Pantries of today are recollections of earlier pantries or are equally practical spaces that use modern materials like chrome and specialty woods. The pantry hasn’t changed much over its several-hundred-year history except in the use of materials. Most pantries are small rooms with shelves and cupboards and are recognizable as such.
Your own collections and preferences will help inspire the ear or design of your pantry. Here are some design features that would be welcome in any pantry:
Open shelving, often with wooden brackets or hardware.
Painted or stained surfaces for a vintage look.
Chrome or stainless steel for a modern look.

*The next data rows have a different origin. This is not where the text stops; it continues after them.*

use chrono::{DateTime, Utc};
use rust_decimal::Decimal;
use sea_orm::ActiveValue::NotSet;
use sea_orm::sea_query::{Expr, LockType};
use sea_orm::{
    ActiveModelTrait, ColumnTrait, ConnectionTrait, EntityTrait, PaginatorTrait, QueryFilter,
    QueryOrder, QuerySelect, Set,
};

use crate::{
    audit::{self, AuditAction},
    dto::promotions::{CreatePromotionRequest, PromotionList, UpdatePromotionRequest},
    entity::promotions::{ActiveModel, Column, Entity as Promotions},
    error::{AppError, AppResult, conflict_on_constraint},
    middleware::auth::{AuthUser, ensure_admin},
    models::Promotion,
    pricing::{self, PromotionId, PromotionValueType, apply_promotion_code, normalize_code},
    response::{ApiResponse, Meta},
    routes::params::Pagination,
    state::AppState,
};

/// Look up an active promotion by code and check it can be redeemed at `now`.
pub async fn resolve_promotion<C: ConnectionTrait>(
    conn: &C,
    code: &str,
    now: DateTime<Utc>,
    lock: bool,
) -> AppResult<pricing::Promotion> {
    let normalized = normalize_code(code);
    let mut finder = Promotions::find()
        .filter(Column::Code.eq(normalized.clone()))
        .filter(Column::IsActive.eq(true));
    if lock {
        finder = finder.lock(LockType::Update);
    }
    let found = finder
        .one(conn)
        .await?
        .map(pricing::Promotion::try_from)
        .transpose()?;

    let promotion = apply_promotion_code(&normalized, &found, now)?;
    Ok(promotion)
}

/// Count one redemption. Fails when a concurrent checkout used the last slot.
pub async fn record_redemption<C: ConnectionTrait>(conn: &C, id: PromotionId) -> AppResult<()> {
    let result = Promotions::update_many()
        .col_expr(Column::UsedCount, Expr::col(Column::UsedCount).add(1))
        .col_expr(Column::UpdatedAt, Expr::current_timestamp().into())
        .filter(Column::Id.eq(id))
        .filter(Column::IsActive.eq(true))
        .filter(
            Column::UsageLimit
                .is_null()
                .or(Expr::col(Column::UsedCount).lt(Expr::col(Column::UsageLimit))),
        )
        .exec(conn)
        .await?;

    if result.rows_affected == 0 {
        return Err(AppError::Conflict(
            "Promotion is no longer available".into(),
        ));
    }
    Ok(())
}

pub async fn list_promotions(
    state: &AppState,
    user: &AuthUser,
    pagination: Pagination,
) -> AppResult<ApiResponse<PromotionList>> {
    ensure_admin(user)?;
    let (page, limit, offset) = pagination.normalize();
    let finder = Promotions::find().order_by_desc(Column::CreatedAt);
    let total = finder.clone().count(&state.orm).await? as i64;

    let items = finder
        .limit(limit as u64)
        .offset(offset as u64)
        .all(&state.orm)
        .await?
        .into_iter()
        .map(Promotion::try_from)
        .collect::<Result<Vec<_>, _>>()?;

    Ok(ApiResponse::success(
        "Promotions",
        PromotionList { items },
        Some(Meta::new(page, limit, total)),
    ))
}

pub async fn get_promotion(
    state: &AppState,
    user: &AuthUser,
    id: PromotionId,
) -> AppResult<ApiResponse<Promotion>> {
    ensure_admin(user)?;
    let promotion = Promotions::find_by_id(id)
        .one(&state.orm)
        .await?
        .ok_or(AppError::NotFound)?;
    Ok(ApiResponse::item("Promotion", Promotion::try_from(promotion)?))
}

pub async fn create_promotion(
    state: &AppState,
    user: &AuthUser,
    payload: CreatePromotionRequest,
) -> AppResult<ApiResponse<Promotion>> {
    ensure_admin(user)?;
    validate_promotion(payload.value_type, payload.value, payload.usage_limit)?;

    let active = ActiveModel {
        id: NotSet,
        code: Set(clean_code(payload.code)),
        value_type: Set(payload.value_type.as_str().to_string()),
        value: Set(payload.value),
        expires_at: Set(payload.expires_at.map(Into::into)),
        usage_limit: Set(payload.usage_limit),
        used_count: Set(0),
        is_active: Set(payload.is_active),
        created_at: NotSet,
        updated_at: NotSet,
    };
    let promotion = active
        .insert(&state.orm)
        .await
        .map_err(|err| conflict_on_constraint(err, "Promotion code already exists"))?;

    audit::record(
        &state.pool,
        Some(user.user_id),
        AuditAction::PromotionCreate,
        serde_json::json!({ "promotion_id": promotion.id, "code": promotion.code }),
    )
    .await;

    Ok(ApiResponse::item(
        "Promotion created",
        Promotion::try_from(promotion)?,
    ))
}

pub async fn update_promotion(
    state: &AppState,
    user: &AuthUser,
    id: PromotionId,
    payload: UpdatePromotionRequest,
) -> AppResult<ApiResponse<Promotion>> {
    ensure_admin(user)?;
    let existing = Promotions::find_by_id(id)
        .one(&state.orm)
        .await?
        .ok_or(AppError::NotFound)?;

    let value_type = match payload.value_type {
        Some(value_type) => value_type,
        None => PromotionValueType::parse(&existing.value_type)?,
    };
    let value = payload.value.unwrap_or(existing.value);
    let usage_limit = payload.usage_limit.unwrap_or(existing.usage_limit);
    validate_promotion(value_type, value, usage_limit)?;

    let mut active: ActiveModel = existing.into();
    if payload.code.is_some() {
        active.code = Set(clean_code(payload.code));
    }
    active.value_type = Set(value_type.as_str().to_string());
    active.value = Set(value);
    if let Some(expires_at) = payload.expires_at {
        active.expires_at = Set(expires_at.map(Into::into));
    }
    active.usage_limit = Set(usage_limit);
    if let Some(is_active) = payload.is_active {
        active.is_active = Set(is_active);
    }
    active.updated_at = Set(Utc::now().into());

    let promotion = active
        .update(&state.orm)
        .await
        .map_err(|err| conflict_on_constraint(err, "Promotion code already exists"))?;

    audit::record(
        &state.pool,
        Some(user.user_id),
        AuditAction::PromotionUpdate,
        serde_json::json!({ "promotion_id": promotion.id }),
    )
    .await;

    Ok(ApiResponse::item("Updated", Promotion::try_from(promotion)?))
}

pub async fn delete_promotion(
    state: &AppState,
    user: &AuthUser,
    id: PromotionId,
) -> AppResult<ApiResponse<serde_json::Value>> {
    ensure_admin(user)?;
    let result = Promotions::delete_by_id(id).exec(&state.orm).await?;
    if result.rows_affected == 0 {
        return Err(AppError::NotFound);
    }

    audit::record(
        &state.pool,
        Some(user.user_id),
        AuditAction::PromotionDelete,
        serde_json::json!({ "promotion_id": id }),
    )
    .await;

    Ok(ApiResponse::item("Deleted", serde_json::json!({})))
}

fn clean_code(code: Option<String>) -> Option<String> {
    code.map(|code| normalize_code(&code))
        .filter(|code| !code.is_empty())
}

fn validate_promotion(
    value_type: PromotionValueType,
    value: Decimal,
    usage_limit: Option<i32>,
) -> AppResult<()> {
    value_type.validate(value)?;
    if usage_limit.is_some_and(|limit| limit < 0) {
        return Err(AppError::BadRequest("usage_limit must not be negative".into()));
    }
    Ok(())
}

Complementary hardware (whether reproduction, historic, or modern, the hardware should be practical and not overwhelm the look of your pantry).
Cupboards below countertops for storing large items.
Vertical or horizontal slots for platters and large items.
Divided drawers for linens or silverware.
Scalloped shelf paper (attach to the edges of cupboards or shelves for a traditional look. This is a fussy but attractive holdover from the Victorian period).
Vintage collections, old labels, or decals on pantry items, such as jars, tins, and canisters.
What to put in your pantry
Pantries can be devoted exclusively to food, china, or antique collections or may include a combination of everything. Here are some ideas to inspire your own pantry creations:
Hidden bins for staples like flour, rice, or dog food.
Baskets or metal bins for food storage.
Large vintage or modern tins and canisters.
Glass jars for foodstuffs like dried peas, pasta, beans, chocolate chips, etc.
Spice jars and canisters with old or new labels.
Canned goods and gourmet foodstuffs.
Dishes combined with food storage.
Everyday dishes or antique collections.
Cookbooks–well-loved favorites or your grandmother’s special heirlooms.
Antique linens or piles of colorful assorted dish towels and tablecloths.
Shaker pegs or cast-iron hooks for your vintage aprons (even if you never wear them, they look great hanging up!).
Adapted from The Pantry: Its History and Modern Uses, by Catherine Seiberling Pond (Gibbs Smith, Publisher, 2007).